**Exercise details:** Search the data below, and report every line in which "failed" occurs.

[Collected data entries]
+---+

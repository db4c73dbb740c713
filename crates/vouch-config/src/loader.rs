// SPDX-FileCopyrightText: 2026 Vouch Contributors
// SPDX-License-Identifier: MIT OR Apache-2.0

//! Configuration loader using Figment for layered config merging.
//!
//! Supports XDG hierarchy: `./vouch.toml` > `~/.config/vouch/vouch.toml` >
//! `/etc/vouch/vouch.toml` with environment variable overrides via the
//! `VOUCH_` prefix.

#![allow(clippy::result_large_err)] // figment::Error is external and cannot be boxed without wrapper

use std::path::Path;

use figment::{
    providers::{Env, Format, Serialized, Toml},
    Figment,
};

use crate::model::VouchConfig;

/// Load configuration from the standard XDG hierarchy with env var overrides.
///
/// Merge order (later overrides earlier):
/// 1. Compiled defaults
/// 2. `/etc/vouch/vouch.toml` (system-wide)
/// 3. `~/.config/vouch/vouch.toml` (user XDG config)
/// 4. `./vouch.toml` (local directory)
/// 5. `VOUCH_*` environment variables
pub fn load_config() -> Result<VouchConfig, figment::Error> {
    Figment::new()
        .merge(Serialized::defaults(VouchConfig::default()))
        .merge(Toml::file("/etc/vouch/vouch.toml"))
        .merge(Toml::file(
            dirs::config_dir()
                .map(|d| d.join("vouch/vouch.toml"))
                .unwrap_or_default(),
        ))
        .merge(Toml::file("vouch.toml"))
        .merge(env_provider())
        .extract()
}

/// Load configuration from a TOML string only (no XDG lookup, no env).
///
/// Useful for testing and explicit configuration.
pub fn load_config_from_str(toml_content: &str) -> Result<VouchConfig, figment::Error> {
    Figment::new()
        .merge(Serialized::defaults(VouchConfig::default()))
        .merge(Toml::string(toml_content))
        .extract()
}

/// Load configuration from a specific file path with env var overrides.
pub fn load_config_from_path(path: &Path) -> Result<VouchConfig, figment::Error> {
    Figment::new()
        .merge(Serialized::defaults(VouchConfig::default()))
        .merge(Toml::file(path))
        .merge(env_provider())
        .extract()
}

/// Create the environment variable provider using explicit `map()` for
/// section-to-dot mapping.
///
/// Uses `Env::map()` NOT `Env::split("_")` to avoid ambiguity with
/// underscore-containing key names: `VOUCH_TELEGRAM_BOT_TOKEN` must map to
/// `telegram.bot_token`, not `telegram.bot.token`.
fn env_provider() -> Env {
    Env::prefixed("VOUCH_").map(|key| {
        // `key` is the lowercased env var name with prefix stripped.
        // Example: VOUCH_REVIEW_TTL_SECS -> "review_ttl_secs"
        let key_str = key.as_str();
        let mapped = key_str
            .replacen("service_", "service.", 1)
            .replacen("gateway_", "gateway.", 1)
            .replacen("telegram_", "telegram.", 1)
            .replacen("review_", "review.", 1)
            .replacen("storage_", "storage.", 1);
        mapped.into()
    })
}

+---+

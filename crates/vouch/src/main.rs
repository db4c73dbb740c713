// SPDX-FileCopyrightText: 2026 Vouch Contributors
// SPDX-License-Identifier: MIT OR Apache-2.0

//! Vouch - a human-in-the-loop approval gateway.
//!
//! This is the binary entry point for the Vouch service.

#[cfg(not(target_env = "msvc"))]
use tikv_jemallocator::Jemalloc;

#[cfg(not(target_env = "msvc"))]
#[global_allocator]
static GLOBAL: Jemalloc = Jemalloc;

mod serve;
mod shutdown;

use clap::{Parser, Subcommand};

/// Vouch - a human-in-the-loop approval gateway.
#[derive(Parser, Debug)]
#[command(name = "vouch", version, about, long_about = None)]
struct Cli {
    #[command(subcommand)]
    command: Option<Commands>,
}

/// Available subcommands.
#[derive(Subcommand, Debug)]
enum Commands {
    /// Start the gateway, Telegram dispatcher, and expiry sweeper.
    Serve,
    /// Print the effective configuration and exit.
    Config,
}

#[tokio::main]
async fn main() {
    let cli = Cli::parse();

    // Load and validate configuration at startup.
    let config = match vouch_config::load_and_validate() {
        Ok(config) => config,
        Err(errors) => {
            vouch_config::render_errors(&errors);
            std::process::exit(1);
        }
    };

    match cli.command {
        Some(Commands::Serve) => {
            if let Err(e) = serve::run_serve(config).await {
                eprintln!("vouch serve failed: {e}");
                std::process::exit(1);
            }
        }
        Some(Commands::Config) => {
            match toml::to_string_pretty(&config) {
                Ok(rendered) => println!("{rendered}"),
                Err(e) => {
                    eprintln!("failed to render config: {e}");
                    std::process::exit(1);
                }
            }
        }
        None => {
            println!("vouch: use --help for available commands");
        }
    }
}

+---+

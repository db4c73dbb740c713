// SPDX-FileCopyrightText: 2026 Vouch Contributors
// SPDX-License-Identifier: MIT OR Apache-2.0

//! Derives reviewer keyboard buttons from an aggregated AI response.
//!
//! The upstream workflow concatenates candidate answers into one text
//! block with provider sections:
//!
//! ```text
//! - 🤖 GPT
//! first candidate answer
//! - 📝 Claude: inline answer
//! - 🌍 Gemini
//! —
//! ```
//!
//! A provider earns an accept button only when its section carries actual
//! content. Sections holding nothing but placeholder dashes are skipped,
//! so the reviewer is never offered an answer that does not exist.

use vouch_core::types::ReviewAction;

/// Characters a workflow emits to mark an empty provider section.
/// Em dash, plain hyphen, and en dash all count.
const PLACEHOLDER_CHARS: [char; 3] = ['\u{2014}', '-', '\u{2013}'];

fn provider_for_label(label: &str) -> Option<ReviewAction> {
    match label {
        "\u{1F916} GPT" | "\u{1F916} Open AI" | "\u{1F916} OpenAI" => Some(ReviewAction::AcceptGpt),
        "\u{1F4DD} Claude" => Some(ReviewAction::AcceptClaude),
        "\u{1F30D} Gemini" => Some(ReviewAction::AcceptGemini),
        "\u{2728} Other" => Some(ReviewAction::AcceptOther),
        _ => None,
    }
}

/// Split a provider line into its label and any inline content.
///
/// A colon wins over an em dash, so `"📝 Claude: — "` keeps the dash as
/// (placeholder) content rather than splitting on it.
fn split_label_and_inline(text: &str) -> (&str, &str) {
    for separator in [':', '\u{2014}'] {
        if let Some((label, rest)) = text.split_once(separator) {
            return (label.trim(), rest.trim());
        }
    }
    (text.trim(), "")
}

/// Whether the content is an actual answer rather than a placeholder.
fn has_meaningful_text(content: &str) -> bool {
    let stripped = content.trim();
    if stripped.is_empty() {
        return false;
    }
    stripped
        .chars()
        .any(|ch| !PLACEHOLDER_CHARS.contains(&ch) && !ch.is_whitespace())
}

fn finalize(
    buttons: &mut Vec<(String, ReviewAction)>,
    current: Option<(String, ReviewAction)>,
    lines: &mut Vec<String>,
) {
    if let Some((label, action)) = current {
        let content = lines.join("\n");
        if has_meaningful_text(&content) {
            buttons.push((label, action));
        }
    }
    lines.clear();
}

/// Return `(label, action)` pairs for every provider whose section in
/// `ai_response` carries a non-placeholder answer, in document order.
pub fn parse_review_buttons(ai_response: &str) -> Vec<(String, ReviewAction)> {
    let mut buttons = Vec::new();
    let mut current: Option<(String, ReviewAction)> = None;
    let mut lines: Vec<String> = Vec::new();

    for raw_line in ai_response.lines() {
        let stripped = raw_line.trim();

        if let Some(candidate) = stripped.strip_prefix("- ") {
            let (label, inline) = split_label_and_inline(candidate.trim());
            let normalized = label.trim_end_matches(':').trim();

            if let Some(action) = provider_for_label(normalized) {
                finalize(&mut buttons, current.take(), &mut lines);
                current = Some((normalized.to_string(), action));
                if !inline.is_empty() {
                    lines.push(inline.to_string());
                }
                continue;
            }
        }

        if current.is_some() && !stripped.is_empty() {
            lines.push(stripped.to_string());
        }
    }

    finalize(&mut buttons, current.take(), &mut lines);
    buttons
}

+---+

**Exercise solution:**
                eprintln!("vouch serve failed: {e}");
                    eprintln!("failed to render config: {e}");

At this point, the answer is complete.